Lucas Buadés

Personal information
- Date of birth: 28 December 1997 (age 28)
- Place of birth: Muret, France
- Height: 1.81 m (5 ft 11 in)
- Position: Midfielder

Team information
- Current team: Le Mans
- Number: 18

Youth career
- Nîmes

Senior career*
- Years: Team / Apps / (Gls)
- 2016–2020: Nîmes II / 93 / (7)
- 2017–2021: Nîmes / 9 / (0)
- 2021–2024: Rodez / 78 / (8)
- 2024–2025: Valenciennes / 33 / (6)
- 2025–: Le Mans / 27 / (3)

= Lucas Buadés =

French footballer (born 1997)

Lucas Buadés (born 28 December 1997) is a French professional footballer who plays as midfielder for club Le Mans.

==Career==
Buadés made his professional debut for Nîmes Olympique in a 1–0 Ligue 2 loss to LB Châteauroux on 21 August 2017. On 3 July 2019, he signed a professional contract with Nîmes. He extended his contract on 30 June 2020, keeping him at the club until 2022.

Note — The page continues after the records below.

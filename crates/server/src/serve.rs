//! The catch-all gateway handler.
//!
//! Every request not claimed by the control surface is run through the
//! interceptor: the raw URL is reconstructed from the request line and
//! Host header, and the interceptor's answer is replayed to the client.

use std::sync::Arc;

use axum::body::Body;
use axum::extract::{Request, State};
use axum::http::{StatusCode, header, request::Parts, response::Response};
use axum::response::IntoResponse;

use livedev_client::InterceptedRequest;
use livedev_core::CacheDb;

use crate::interceptor::{Interceptor, Served};

/// Shared state behind the router.
#[derive(Clone)]
pub struct AppState {
    pub interceptor: Arc<Interceptor>,
    pub store: CacheDb,
    pub max_body_bytes: usize,
}

/// Headers that describe the connection rather than the entity; never
/// replayed onto a proxied response.
const HOP_BY_HOP: &[&str] = &[
    "connection",
    "keep-alive",
    "proxy-authenticate",
    "proxy-authorization",
    "te",
    "trailer",
    "transfer-encoding",
    "upgrade",
];

pub async fn serve(State(state): State<AppState>, request: Request) -> Response<Body> {
    let (parts, body) = request.into_parts();

    let raw_url = reconstruct_url(&parts);

    let body = match axum::body::to_bytes(body, state.max_body_bytes).await {
        Ok(bytes) => bytes,
        Err(_) => {
            return (StatusCode::PAYLOAD_TOO_LARGE, "request body too large").into_response();
        }
    };

    let intercepted = InterceptedRequest::new(parts.method, raw_url, parts.headers, body);

    match state.interceptor.intercept(&intercepted).await {
        Ok(served) => into_http_response(served),
        Err(err) => (StatusCode::BAD_GATEWAY, err.to_string()).into_response(),
    }
}

/// Rebuild the absolute URL the client asked for.
///
/// Proxied requests arrive in absolute form and are used as-is; origin
/// form targets are joined with the Host header, which is the same shape
/// the cache writer keys entries under.
fn reconstruct_url(parts: &Parts) -> String {
    if parts.uri.scheme().is_some() {
        return parts.uri.to_string();
    }

    let host = parts
        .headers
        .get(header::HOST)
        .and_then(|v| v.to_str().ok())
        .unwrap_or("localhost");

    format!("http://{}{}", host, parts.uri)
}

fn into_http_response(served: Served) -> Response<Body> {
    // The reason phrase never goes on the wire; surface it in the logs.
    if let Some(reason) = served.status_text.as_deref() {
        tracing::debug!(status = served.status.as_u16(), reason, "serving synthesized error response");
    }

    let mut builder = Response::builder().status(served.status);

    if let Some(headers) = builder.headers_mut() {
        for (name, value) in served.headers.iter() {
            if HOP_BY_HOP.contains(&name.as_str()) || name == &header::CONTENT_LENGTH {
                continue;
            }
            headers.append(name.clone(), value.clone());
        }
    }

    builder
        .body(Body::from(served.body))
        .unwrap_or_else(|_| StatusCode::INTERNAL_SERVER_ERROR.into_response())
}
//! HTTP rendering for control-surface errors.

use axum::http::StatusCode;
use axum::response::{IntoResponse, Response};

use livedev_core::Error;

/// Wrapper giving core errors an HTTP rendering on the control surface.
#[derive(Debug, thiserror::Error)]
#[error(transparent)]
pub struct ApiError(#[from] pub Error);

impl IntoResponse for ApiError {
    fn into_response(self) -> Response {
        let status = match &self.0 {
            Error::InvalidInput(_) | Error::InvalidUrl(_) => StatusCode::BAD_REQUEST,
            Error::Database(_) | Error::MigrationFailed(_) | Error::StoreIo(_) => StatusCode::INTERNAL_SERVER_ERROR,
            Error::HttpError(_) | Error::ErrorDocUnavailable(_) => StatusCode::BAD_GATEWAY,
        };

        (status, self.0.to_string()).into_response()
    }
}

On 2 June 2023, during the last game of the 2022/23 Ligue 2 season in a match between Bordeaux and Rodez, the two teams were locked in a promotion and relegation battle. If Bordeaux won the match, it would have a chance at promotion while if Rodez won the match it would be saved from a chance at relegation. Buadés scored the opening goal for Rodez and celebrated in front of Bordeaux fans, prompting a Bordeaux fan to invade the pitch and push Buadés and Wilitty Younoussa to the ground. Buadés was concussed as a result of the attack and sent to the hospital, and subsequently the match was abandoned by match referee Nicholas Rainville. As a result of the attack, the LFP decided that Rodez would be given a 0–1 victory over Bordeaux, and that FC Annecy would be relegated in their place.

On 7 August 2024, Buadés moved to Valenciennes in Championnat National.